Watch out for timezones with Sqoop, Hive, Impala and Spark
My head was spinning as I tried to accomplish a simple thing (as it seemed at first). I load data from 3 Oracle databases, located in different time zones, using Sqoop and Parquet. Then I load data to Hive using external tables and finally do some light processing and load data to another Hive schema which will be used by data analysts.
Source Oracle databases keep all timestamps in UTC time but our data analysts prefer them loaded using the local time of the source system so they can validate data easily against various operational applications. In other words, I needed to convert UTC time to another time zone and store it like that in Hive. Ultimately I am saving their heads from spinning!
It is confusing already, right? Here is a picture to help you understand this:
The confusion begins!
The first step of my simple pipeline is to load data from remote Oracle databases to HDFS, using Sqoop.

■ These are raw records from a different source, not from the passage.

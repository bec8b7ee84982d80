//! ECS components for hecs entities.
//!
//! Components are plain data structs with no game logic; systems in the sim
//! crate own the behavior. `Position` and `Velocity` from `types` are used
//! as components directly.

use serde::{Deserialize, Serialize};

use crate::enums::{EffectKind, EffectPhase, ProjectileKind};
use crate::types::Position;
use crate::weapons::WeaponId;

/// Behavior-specific per-projectile state. A closed variant set so the
/// per-kind handlers can match exhaustively.
#[derive(Debug, Clone, Copy, PartialEq, Serialize, Deserialize)]
pub enum BehaviorState {
    /// No extra state (standard shots, bomblets, fragments, bullets).
    Inert,
    /// Remaining tunneling budget and whether currently below the surface.
    Drill { depth_remaining: f64, tunneling: bool },
    /// Player index the seeker steers toward.
    Seeker { target: usize },
    /// Roller surface-contact state.
    Roller { grounded: bool },
    /// Seconds until the next random jink.
    Anomaly { jink_in_secs: f64 },
}

/// A ballistic entity in the projectile registry.
#[derive(Debug, Clone, Serialize, Deserialize)]
pub struct Projectile {
    pub kind: ProjectileKind,
    /// Weapon whose stats (damage, blast radius) resolve this projectile.
    pub weapon: WeaponId,
    /// Owning player index. Lookup only — damage flows through the
    /// termination processor, never through this reference directly.
    pub owner: usize,
    pub bounces_left: u32,
    pub age_secs: f64,
    /// Hard lifetime ceiling: the safety valve guaranteeing termination.
    pub lifetime_ceiling_secs: f64,
    pub behavior: BehaviorState,
    /// Strafing-run id this bullet belongs to, if any.
    pub strafe_run: Option<u32>,
}

/// An entity that resolves asynchronously on a timer after landing.
#[derive(Debug, Clone, Serialize, Deserialize)]
pub struct DelayedEffect {
    /// Stable id, used by strafing runs to claim their bullets.
    pub id: u32,
    pub kind: EffectKind,
    /// Weapon whose stats parametrize the payoff (damage, blast radius).
    pub weapon: WeaponId,
    pub phase: EffectPhase,
    /// Monotonically decreasing time left in the current sub-phase.
    pub phase_remaining_secs: f64,
    pub position: Position,
    pub owner: usize,
    /// Bullets released so far (strafing runs only).
    pub bullets_spawned: u32,
}

impl DelayedEffect {
    /// Unresolved effects hold the turn open (quiescence oracle input).
    pub fn is_resolved(&self) -> bool {
        self.phase == EffectPhase::Done
    }
}
//! Events emitted by the engine for the presentation collaborator.
//!
//! The engine has no dependency on how (or whether) these are rendered.

use serde::{Deserialize, Serialize};

use crate::enums::{EffectKind, ProjectileKind, TerminationReason};
use crate::weapons::WeaponId;

#[derive(Debug, Clone, Serialize, Deserialize)]
#[serde(tag = "type")]
pub enum GameEvent {
    /// A ballistic entity entered the projectile registry.
    ProjectileSpawned {
        kind: ProjectileKind,
        owner: usize,
        x: f64,
        y: f64,
    },
    /// A projectile resolved with an explosion.
    ExplosionAt {
        x: f64,
        y: f64,
        radius: f64,
        kind: ProjectileKind,
        reason: TerminationReason,
    },
    /// A delayed effect entered a new sub-phase.
    EffectPhaseChanged { kind: EffectKind, x: f64, y: f64 },
    /// A lottery card was revealed to the active player.
    CardRevealed {
        slot: usize,
        weapon: WeaponId,
        forced_by_pity: bool,
    },
    /// A player took damage.
    DamageDealt {
        player: usize,
        amount: f64,
        remaining_health: f64,
    },
    /// Control passed to the next player.
    TurnAdvanced { next_player: usize, turn: u32 },
    /// The match ended. `winner` is None on a draw.
    MatchOver { winner: Option<usize> },
    /// Non-fatal engine diagnostic (liveness timeout, dropped inconsistency).
    Diagnostic { code: DiagnosticCode, detail: String },
}

/// Machine-readable diagnostic categories.
#[derive(Debug, Clone, Copy, PartialEq, Eq, Serialize, Deserialize)]
pub enum DiagnosticCode {
    /// Quiescence was never reached; the safety ceiling force-advanced.
    SafetyCeilingForcedAdvance,
    /// A spawn request referenced an eliminated owner and was dropped.
    SpawnForEliminatedOwner,
    /// A selection command was rejected (bad index / unknown weapon).
    InvalidSelection,
}
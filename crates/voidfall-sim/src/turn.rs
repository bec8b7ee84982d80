//! Turn phase state machine state.
//!
//! `LOTTERY → AIMING → FIRING → RESOLVING → (next player) → LOTTERY`, with
//! `GAMEOVER` reachable from RESOLVING. The quiescence oracle plus the
//! settle timer decide when RESOLVING may advance; the `ending_turn` guard
//! makes the advance logic run at most once per resolution window, whether
//! it is reached organically or through the safety-ceiling path.

use voidfall_core::constants::*;
use voidfall_core::enums::{LotteryPhase, MatchOutcome, TurnPhase};
use voidfall_core::state::{AimView, Card, LotteryView};
use voidfall_core::types::Position;

/// Lottery sub-state, recreated at the start of every turn and cleared once
/// a card is selected.
#[derive(Debug, Clone)]
pub struct LotteryState {
    pub cards: Vec<Card>,
    pub highlighted: usize,
    pub phase: LotteryPhase,
    pub reveal_remaining_secs: f64,
    /// Pity value that parametrized this draw, reused verbatim by rerolls.
    pub pity_input: u32,
}

/// All turn/match bookkeeping outside the ECS world.
#[derive(Debug, Clone)]
pub struct TurnState {
    pub phase: TurnPhase,
    pub current_player: usize,
    pub turn_count: u32,
    pub aim_angle: f64,
    pub charge: f64,
    pub lottery: Option<LotteryState>,
    pub pity_counter: u32,
    /// Continuous seconds the world has been observed quiet.
    pub settle_secs: f64,
    /// Re-entrancy guard: the advance logic runs at most once per
    /// resolution window while this is set.
    pub ending_turn: bool,
    /// Wall-clock (simulated) length of the current FIRING/RESOLVING span.
    pub resolution_clock_secs: f64,
    pub outcome: Option<MatchOutcome>,
}

impl Default for TurnState {
    fn default() -> Self {
        Self {
            phase: TurnPhase::Lottery,
            current_player: 0,
            turn_count: 0,
            aim_angle: std::f64::consts::FRAC_PI_3,
            charge: 0.6,
            lottery: None,
            pity_counter: 0,
            settle_secs: 0.0,
            ending_turn: false,
            resolution_clock_secs: 0.0,
            outcome: None,
        }
    }
}

impl TurnState {
    /// Derived round number: floor(turn_count / player_count) + 1.
    pub fn round(&self, player_count: usize) -> u32 {
        if player_count == 0 {
            return 1;
        }
        self.turn_count / player_count as u32 + 1
    }

    /// Begin a FIRING span: reset the settle and safety clocks.
    pub fn begin_firing(&mut self) {
        self.phase = TurnPhase::Firing;
        self.settle_secs = 0.0;
        self.resolution_clock_secs = 0.0;
        self.ending_turn = false;
    }

    /// Record one tick's quiescence observation while RESOLVING. Returns
    /// true once quiet has held for the full settle duration. Losing
    /// quiescence (a new entity appeared) resets the timer.
    pub fn observe_quiescence(&mut self, quiet: bool, dt: f64) -> bool {
        if quiet {
            self.settle_secs += dt;
        } else {
            self.settle_secs = 0.0;
        }
        self.settle_secs >= SETTLE_DURATION
    }

    /// Whether the FIRING/RESOLVING span has outlived the hard ceiling.
    pub fn past_safety_ceiling(&self) -> bool {
        self.resolution_clock_secs >= RESOLUTION_SAFETY_CEILING
    }

    pub fn lottery_view(&self) -> Option<LotteryView> {
        self.lottery.as_ref().map(|l| LotteryView {
            cards: l.cards.clone(),
            highlighted: l.highlighted,
            phase: l.phase,
            pity_counter: self.pity_counter,
        })
    }

    pub fn aim_view(&self) -> Option<AimView> {
        matches!(self.phase, TurnPhase::Aiming).then_some(AimView {
            angle_radians: self.aim_angle,
            charge: self.charge,
        })
    }
}

/// Deterministic AI firing solution: aim at the target with a fixed 60°
/// elevation and solve flat-ground range for charge. Crude on purpose —
/// the AI is a collaborator, not a marksman.
pub fn ai_aim(own: &Position, target: &Position, muzzle_speed: f64) -> (f64, f64) {
    let dx = target.x - own.x;
    let elevation = std::f64::consts::FRAC_PI_3;
    let angle = if dx >= 0.0 {
        elevation
    } else {
        std::f64::consts::PI - elevation
    };
    // v² sin(2θ) / g = range  ⇒  v = sqrt(range · g / sin(2θ))
    let needed = (dx.abs() * GRAVITY / (2.0 * elevation).sin()).sqrt();
    let charge = (needed / muzzle_speed).clamp(CHARGE_MIN, CHARGE_MAX);
    (angle, charge)
}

I am not doing it manually by the way. I use Apache Airflow (incubating) and Airflow DAGs are driven by metadata definition files, but this is a subject for another post.
I picked a table for my test and decided on a column with timestamps to validate the entire process. It is important to test cases when time falls on Daylight saving time (DST) or Standard time (ST) and I picked a few rows having that in mind. I used this awesome site to determine DST time frames for my tests:
Then I ingested that table to HDFS with Sqoop, storing data in Parquet format. To see how timestamp values are stored by Parquet files, generated by Sqoop, I copied Parquet files from HDFS to a local file system and used parquet-tools
utility to take a peek at it, searching for the ID of my test row:
$ parquet-tools cat 0332d43c-bd5c-468a-b773-8134a629d989.parquet > dump.txt
You probably know that Sqoop will convert timestamps from database to a number and this number represents Unix epoch time. Using epoch converter, I converted this value back to UTC time and compared it with the one recorded in Oracle - it was off by 4 hours! Apparently, Sqoop takes original timestamps from the source database and converts them to system (server) time which in my case is set to Eastern time. There is an old issue SQOOP-423 and it is not addressed still. The good news there is a workaround - you just need to pass the desired timezone to Sqoop like so:
sqoop import -Dmapreduce.map.java.opts=' -Duser.timezone=UTC' ...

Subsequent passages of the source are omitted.